*** Opening of SUPPLIED INFORMATION ***
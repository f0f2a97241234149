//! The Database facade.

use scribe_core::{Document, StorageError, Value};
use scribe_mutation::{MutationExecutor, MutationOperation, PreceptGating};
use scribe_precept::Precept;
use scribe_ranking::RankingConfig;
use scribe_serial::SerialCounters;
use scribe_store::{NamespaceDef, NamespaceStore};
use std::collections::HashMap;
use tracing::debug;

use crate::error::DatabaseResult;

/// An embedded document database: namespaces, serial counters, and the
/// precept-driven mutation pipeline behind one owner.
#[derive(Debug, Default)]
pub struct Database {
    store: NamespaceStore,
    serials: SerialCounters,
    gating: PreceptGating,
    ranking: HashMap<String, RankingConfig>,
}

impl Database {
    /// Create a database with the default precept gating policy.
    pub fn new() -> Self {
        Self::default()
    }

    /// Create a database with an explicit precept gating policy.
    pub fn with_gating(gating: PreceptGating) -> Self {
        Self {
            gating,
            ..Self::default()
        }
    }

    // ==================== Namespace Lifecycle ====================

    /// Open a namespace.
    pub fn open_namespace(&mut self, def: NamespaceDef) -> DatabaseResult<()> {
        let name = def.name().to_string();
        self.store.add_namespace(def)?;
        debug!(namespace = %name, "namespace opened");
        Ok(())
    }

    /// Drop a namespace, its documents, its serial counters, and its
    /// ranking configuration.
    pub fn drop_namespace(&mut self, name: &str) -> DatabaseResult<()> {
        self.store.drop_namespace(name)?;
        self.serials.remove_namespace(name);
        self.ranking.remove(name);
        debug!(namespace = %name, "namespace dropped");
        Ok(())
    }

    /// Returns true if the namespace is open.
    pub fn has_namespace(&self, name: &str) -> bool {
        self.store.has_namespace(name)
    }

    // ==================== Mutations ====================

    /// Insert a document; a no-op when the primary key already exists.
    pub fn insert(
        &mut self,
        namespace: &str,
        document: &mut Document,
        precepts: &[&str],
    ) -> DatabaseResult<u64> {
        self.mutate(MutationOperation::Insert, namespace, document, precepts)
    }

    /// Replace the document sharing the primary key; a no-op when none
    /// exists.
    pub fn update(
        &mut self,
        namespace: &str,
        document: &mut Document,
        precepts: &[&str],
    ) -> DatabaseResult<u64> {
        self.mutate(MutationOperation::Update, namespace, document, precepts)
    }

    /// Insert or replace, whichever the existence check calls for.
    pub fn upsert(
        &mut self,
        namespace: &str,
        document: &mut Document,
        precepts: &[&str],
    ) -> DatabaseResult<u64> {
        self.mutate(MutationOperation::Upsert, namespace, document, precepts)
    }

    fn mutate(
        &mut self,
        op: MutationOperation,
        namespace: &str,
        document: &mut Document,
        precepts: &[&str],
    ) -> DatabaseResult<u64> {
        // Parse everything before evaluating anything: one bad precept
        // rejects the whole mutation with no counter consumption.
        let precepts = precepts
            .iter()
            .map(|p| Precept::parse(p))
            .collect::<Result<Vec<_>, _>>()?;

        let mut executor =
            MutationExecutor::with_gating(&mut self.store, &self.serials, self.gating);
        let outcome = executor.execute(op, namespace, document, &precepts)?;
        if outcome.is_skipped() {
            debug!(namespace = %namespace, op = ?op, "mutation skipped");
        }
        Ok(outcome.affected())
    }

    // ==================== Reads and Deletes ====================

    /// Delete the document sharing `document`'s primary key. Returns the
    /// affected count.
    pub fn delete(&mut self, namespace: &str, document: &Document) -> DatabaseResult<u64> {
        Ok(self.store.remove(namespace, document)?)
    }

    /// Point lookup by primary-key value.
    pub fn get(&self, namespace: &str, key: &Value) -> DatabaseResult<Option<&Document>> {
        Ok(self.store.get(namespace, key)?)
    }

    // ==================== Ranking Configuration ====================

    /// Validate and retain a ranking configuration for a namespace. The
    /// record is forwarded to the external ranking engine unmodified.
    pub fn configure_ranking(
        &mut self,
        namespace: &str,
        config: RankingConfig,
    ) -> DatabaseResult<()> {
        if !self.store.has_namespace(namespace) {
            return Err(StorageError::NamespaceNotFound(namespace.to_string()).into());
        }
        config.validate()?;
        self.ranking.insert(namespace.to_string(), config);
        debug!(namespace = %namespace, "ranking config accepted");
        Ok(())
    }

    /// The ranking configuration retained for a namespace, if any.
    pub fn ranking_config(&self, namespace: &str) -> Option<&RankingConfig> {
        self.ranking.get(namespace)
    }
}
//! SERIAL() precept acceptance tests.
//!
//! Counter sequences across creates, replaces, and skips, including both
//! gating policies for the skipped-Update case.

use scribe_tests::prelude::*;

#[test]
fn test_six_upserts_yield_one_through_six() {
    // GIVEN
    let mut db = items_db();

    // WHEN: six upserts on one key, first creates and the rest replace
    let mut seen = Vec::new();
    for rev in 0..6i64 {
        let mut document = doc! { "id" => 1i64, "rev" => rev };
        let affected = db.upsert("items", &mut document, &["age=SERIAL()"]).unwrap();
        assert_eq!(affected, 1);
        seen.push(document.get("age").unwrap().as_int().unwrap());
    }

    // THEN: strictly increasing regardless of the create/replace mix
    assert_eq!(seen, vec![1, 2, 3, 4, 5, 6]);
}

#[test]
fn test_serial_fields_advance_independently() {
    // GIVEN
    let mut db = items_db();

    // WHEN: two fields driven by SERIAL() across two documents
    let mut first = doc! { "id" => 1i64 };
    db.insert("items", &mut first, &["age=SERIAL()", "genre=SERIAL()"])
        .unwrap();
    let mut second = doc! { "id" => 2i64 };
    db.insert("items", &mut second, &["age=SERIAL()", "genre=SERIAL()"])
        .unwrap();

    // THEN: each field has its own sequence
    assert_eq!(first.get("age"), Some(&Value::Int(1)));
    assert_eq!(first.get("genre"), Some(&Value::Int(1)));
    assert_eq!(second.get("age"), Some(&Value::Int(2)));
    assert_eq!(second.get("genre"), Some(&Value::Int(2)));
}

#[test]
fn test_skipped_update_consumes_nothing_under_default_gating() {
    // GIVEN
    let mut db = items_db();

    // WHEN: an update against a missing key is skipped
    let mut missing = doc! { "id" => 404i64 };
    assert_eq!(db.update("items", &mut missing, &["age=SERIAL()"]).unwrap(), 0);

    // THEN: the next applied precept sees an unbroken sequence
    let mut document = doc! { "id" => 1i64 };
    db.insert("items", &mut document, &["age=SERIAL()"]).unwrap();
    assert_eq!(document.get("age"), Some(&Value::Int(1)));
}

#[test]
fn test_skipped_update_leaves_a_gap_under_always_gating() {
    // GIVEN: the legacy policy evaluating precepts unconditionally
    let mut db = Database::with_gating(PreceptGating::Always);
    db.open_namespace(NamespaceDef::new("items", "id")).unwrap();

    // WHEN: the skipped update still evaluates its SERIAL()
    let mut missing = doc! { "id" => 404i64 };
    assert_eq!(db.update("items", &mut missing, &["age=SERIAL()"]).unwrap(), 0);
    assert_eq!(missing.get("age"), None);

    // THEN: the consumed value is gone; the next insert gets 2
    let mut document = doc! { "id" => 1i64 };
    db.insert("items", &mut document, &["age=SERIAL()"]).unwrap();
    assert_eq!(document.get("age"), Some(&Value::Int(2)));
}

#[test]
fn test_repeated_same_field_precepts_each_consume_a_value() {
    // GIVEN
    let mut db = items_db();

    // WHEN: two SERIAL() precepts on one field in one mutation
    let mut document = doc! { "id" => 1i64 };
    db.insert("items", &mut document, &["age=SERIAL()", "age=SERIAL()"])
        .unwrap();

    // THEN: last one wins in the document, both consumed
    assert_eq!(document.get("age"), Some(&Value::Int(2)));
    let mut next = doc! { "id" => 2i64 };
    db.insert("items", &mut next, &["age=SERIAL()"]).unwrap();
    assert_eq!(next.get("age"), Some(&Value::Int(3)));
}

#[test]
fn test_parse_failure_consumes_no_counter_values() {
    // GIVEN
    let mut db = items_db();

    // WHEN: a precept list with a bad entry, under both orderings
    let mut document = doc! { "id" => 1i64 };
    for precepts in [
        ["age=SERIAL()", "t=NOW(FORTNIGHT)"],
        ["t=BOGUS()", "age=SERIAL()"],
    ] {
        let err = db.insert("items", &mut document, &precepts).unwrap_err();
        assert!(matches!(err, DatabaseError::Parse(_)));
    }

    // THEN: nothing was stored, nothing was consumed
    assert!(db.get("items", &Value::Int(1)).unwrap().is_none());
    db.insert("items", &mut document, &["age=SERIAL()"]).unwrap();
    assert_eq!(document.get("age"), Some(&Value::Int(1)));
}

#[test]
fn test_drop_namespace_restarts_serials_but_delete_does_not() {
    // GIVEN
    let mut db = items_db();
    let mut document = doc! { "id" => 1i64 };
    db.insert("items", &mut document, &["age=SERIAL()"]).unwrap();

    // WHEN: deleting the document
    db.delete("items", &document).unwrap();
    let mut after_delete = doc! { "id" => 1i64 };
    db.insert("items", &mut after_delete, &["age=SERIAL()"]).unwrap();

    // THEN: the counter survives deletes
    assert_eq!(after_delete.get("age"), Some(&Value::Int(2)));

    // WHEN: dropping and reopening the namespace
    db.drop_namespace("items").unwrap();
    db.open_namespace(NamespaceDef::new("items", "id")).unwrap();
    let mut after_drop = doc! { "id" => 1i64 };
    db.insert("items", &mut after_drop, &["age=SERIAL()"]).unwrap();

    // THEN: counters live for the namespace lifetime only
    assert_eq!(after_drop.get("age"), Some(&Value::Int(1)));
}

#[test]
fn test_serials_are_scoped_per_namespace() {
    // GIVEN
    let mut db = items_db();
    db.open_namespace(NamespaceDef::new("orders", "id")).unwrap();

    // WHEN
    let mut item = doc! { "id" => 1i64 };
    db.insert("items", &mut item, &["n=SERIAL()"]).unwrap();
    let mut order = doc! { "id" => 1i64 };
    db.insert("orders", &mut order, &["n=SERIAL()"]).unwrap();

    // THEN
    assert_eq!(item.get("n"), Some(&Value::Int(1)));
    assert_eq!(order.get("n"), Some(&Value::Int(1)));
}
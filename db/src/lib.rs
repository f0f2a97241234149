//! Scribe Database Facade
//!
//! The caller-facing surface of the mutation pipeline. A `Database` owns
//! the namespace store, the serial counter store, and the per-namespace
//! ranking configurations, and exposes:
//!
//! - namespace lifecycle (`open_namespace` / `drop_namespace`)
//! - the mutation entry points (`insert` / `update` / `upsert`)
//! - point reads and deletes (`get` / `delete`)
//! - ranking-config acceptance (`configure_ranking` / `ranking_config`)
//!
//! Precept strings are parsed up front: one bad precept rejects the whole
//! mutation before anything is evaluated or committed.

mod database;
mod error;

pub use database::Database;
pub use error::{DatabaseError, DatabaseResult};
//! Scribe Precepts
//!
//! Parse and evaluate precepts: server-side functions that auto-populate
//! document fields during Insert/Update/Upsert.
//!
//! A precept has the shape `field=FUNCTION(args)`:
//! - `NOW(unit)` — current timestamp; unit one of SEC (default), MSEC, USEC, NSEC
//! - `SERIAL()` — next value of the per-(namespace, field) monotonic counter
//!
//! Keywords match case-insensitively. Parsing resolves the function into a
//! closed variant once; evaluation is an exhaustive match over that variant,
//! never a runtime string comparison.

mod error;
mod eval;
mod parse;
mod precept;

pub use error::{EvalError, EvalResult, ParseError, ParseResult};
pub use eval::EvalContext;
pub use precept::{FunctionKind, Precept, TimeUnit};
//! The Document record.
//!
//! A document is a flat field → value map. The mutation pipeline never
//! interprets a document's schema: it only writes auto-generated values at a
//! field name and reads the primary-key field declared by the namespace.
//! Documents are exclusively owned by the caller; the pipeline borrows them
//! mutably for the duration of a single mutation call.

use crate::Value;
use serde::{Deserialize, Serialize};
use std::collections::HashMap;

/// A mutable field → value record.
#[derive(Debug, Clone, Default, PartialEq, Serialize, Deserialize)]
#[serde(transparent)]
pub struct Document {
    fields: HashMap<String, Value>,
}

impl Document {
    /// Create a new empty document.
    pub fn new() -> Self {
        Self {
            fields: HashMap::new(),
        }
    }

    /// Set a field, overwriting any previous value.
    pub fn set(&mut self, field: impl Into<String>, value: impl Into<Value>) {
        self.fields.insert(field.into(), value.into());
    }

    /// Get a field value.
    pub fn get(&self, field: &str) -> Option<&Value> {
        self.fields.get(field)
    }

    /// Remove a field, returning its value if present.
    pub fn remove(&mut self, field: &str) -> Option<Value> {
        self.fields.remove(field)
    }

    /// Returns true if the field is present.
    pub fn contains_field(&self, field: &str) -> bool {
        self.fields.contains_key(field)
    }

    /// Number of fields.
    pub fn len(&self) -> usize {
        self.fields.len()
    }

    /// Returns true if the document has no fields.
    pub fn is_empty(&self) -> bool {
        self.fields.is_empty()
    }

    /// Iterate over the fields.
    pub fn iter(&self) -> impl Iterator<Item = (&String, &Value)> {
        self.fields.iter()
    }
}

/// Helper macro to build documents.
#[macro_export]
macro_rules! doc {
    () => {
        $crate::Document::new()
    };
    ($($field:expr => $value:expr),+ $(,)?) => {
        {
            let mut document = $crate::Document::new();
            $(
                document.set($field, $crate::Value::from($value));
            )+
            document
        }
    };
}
*** Close of SUPPLIED INFORMATION ***
Using the listing above, pick out each line that contains the word "consumed", then copy it.

> [FINISHED TASK]
    // THEN: the consumed value is gone; the next insert gets 2
    // THEN: last one wins in the document, both consumed
    // THEN: nothing was stored, nothing was consumed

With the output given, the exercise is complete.